■ What to work on
Whenever a line in the entries below contains "InvalidPrivateKey", copy that line.
---
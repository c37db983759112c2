use std::fmt;

use p256::ecdsa::{SigningKey, VerifyingKey};
use p256::elliptic_curve::sec1::ToEncodedPoint;
use p256::SecretKey;
use tracing::debug;
use zeroize::Zeroizing;

use crate::entropy::EntropySource;
use crate::error::{CryptoError, Result};

/// Scalar (and field element) length for P-256.
pub const SCALAR_LEN: usize = 32;

/// Upper bound on rejection-sampling draws during key generation. A P-256
/// candidate is out of range with probability about 2^-32, so exhausting
/// this means the source is broken.
const MAX_KEYGEN_DRAWS: usize = 64;

#[derive(Clone, Copy, Debug, Default, PartialEq, Eq)]
pub enum Curve {
    #[default]
    P256,
}

impl Curve {
    pub fn name(&self) -> &'static str {
        match self {
            Curve::P256 => "P-256",
        }
    }

    pub fn scalar_len(&self) -> usize {
        match self {
            Curve::P256 => SCALAR_LEN,
        }
    }

    /// Length of the fixed-width r || s signature encoding.
    pub fn signature_len(&self) -> usize {
        2 * self.scalar_len()
    }
}

/// Public half of a key pair.
#[derive(Clone, PartialEq, Eq)]
pub struct PublicKey {
    inner: VerifyingKey,
}

impl PublicKey {
    /// Parses a SEC1 point, compressed or uncompressed.
    pub fn from_sec1_bytes(bytes: &[u8]) -> Result<Self> {
        let inner = VerifyingKey::from_sec1_bytes(bytes)
            .map_err(|e| CryptoError::InvalidPublicKey(e.to_string()))?;
        Ok(Self { inner })
    }

    pub fn from_hex(s: &str) -> Result<Self> {
        Self::from_sec1_bytes(&hex::decode(s.trim())?)
    }

    pub fn to_sec1_bytes(&self, compress: bool) -> Vec<u8> {
        self.inner.to_encoded_point(compress).as_bytes().to_vec()
    }

    /// Compressed SEC1 hex, the form printed by the CLI.
    pub fn to_hex(&self) -> String {
        hex::encode(self.to_sec1_bytes(true))
    }

    pub(crate) fn verifying_key(&self) -> &VerifyingKey {
        &self.inner
    }
}

impl fmt::Debug for PublicKey {
    fn fmt(&self, f: &mut fmt::Formatter<'_>) -> fmt::Result {
        write!(f, "PublicKey({})", self.to_hex())
    }
}

impl fmt::Display for PublicKey {
    fn fmt(&self, f: &mut fmt::Formatter<'_>) -> fmt::Result {
        f.write_str(&self.to_hex())
    }
}

/// P-256 key pair. The secret scalar is zeroed when the pair is dropped and
/// is never rendered by `Debug`.
#[derive(Clone)]
pub struct KeyPair {
    secret: SecretKey,
    public: PublicKey,
}

impl KeyPair {
    /// Draws a private scalar from `entropy` by rejection sampling and
    /// derives the public point.
    pub fn generate(curve: Curve, entropy: &mut dyn EntropySource) -> Result<Self> {
        let mut candidate = Zeroizing::new([0u8; SCALAR_LEN]);
        for _ in 0..MAX_KEYGEN_DRAWS {
            entropy.fill(&mut candidate[..])?;
            // Rejects zero and values >= n.
            if let Ok(secret) = SecretKey::from_slice(&candidate[..]) {
                let pair = Self::from_secret(secret);
                debug!(curve = curve.name(), public_key = %pair.public, "generated key pair");
                return Ok(pair);
            }
        }
        Err(CryptoError::RandomSource(format!(
            "no valid {} scalar after {MAX_KEYGEN_DRAWS} draws",
            curve.name()
        )))
    }

    /// Builds a pair from a raw 32-byte big-endian scalar.
    pub fn from_secret_bytes(bytes: &[u8]) -> Result<Self> {
        if bytes.len() != SCALAR_LEN {
            return Err(CryptoError::InvalidPrivateKey(format!(
                "expected {SCALAR_LEN} bytes, got {}",
                bytes.len()
            )));
        }
        let secret = SecretKey::from_slice(bytes)
            .map_err(|e| CryptoError::InvalidPrivateKey(e.to_string()))?;
        Ok(Self::from_secret(secret))
    }

    /// Parses a SEC1 `ECPrivateKey` DER structure.
    pub fn from_sec1_der(der: &[u8]) -> Result<Self> {
        let secret = SecretKey::from_sec1_der(der)
            .map_err(|e| CryptoError::InvalidPrivateKey(e.to_string()))?;
        Ok(Self::from_secret(secret))
    }

    /// Exports the pair as SEC1 DER. The returned buffer is zeroed on drop;
    /// keep it off logs and consoles.
    pub fn to_sec1_der(&self) -> Result<Zeroizing<Vec<u8>>> {
        self.secret
            .to_sec1_der()
            .map_err(|e| CryptoError::InvalidPrivateKey(e.to_string()))
    }

    pub fn public_key(&self) -> &PublicKey {
        &self.public
    }

    pub fn curve(&self) -> Curve {
        Curve::P256
    }

    pub(crate) fn signing_key(&self) -> SigningKey {
        SigningKey::from(&self.secret)
    }

    fn from_secret(secret: SecretKey) -> Self {
        let public = PublicKey {
            inner: VerifyingKey::from(secret.public_key()),
        };
        Self { secret, public }
    }
}

impl fmt::Debug for KeyPair {
    fn fmt(&self, f: &mut fmt::Formatter<'_>) -> fmt::Result {
        f.debug_struct("KeyPair")
            .field("curve", &Curve::P256.name())
            .field("public", &self.public)
            .field("secret", &"<redacted>")
            .finish()
    }
}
---
■ Task response
            return Err(CryptoError::InvalidPrivateKey(format!(
            .map_err(|e| CryptoError::InvalidPrivateKey(e.to_string()))?;
            .map_err(|e| CryptoError::InvalidPrivateKey(e.to_string()))?;
            .map_err(|e| CryptoError::InvalidPrivateKey(e.to_string()))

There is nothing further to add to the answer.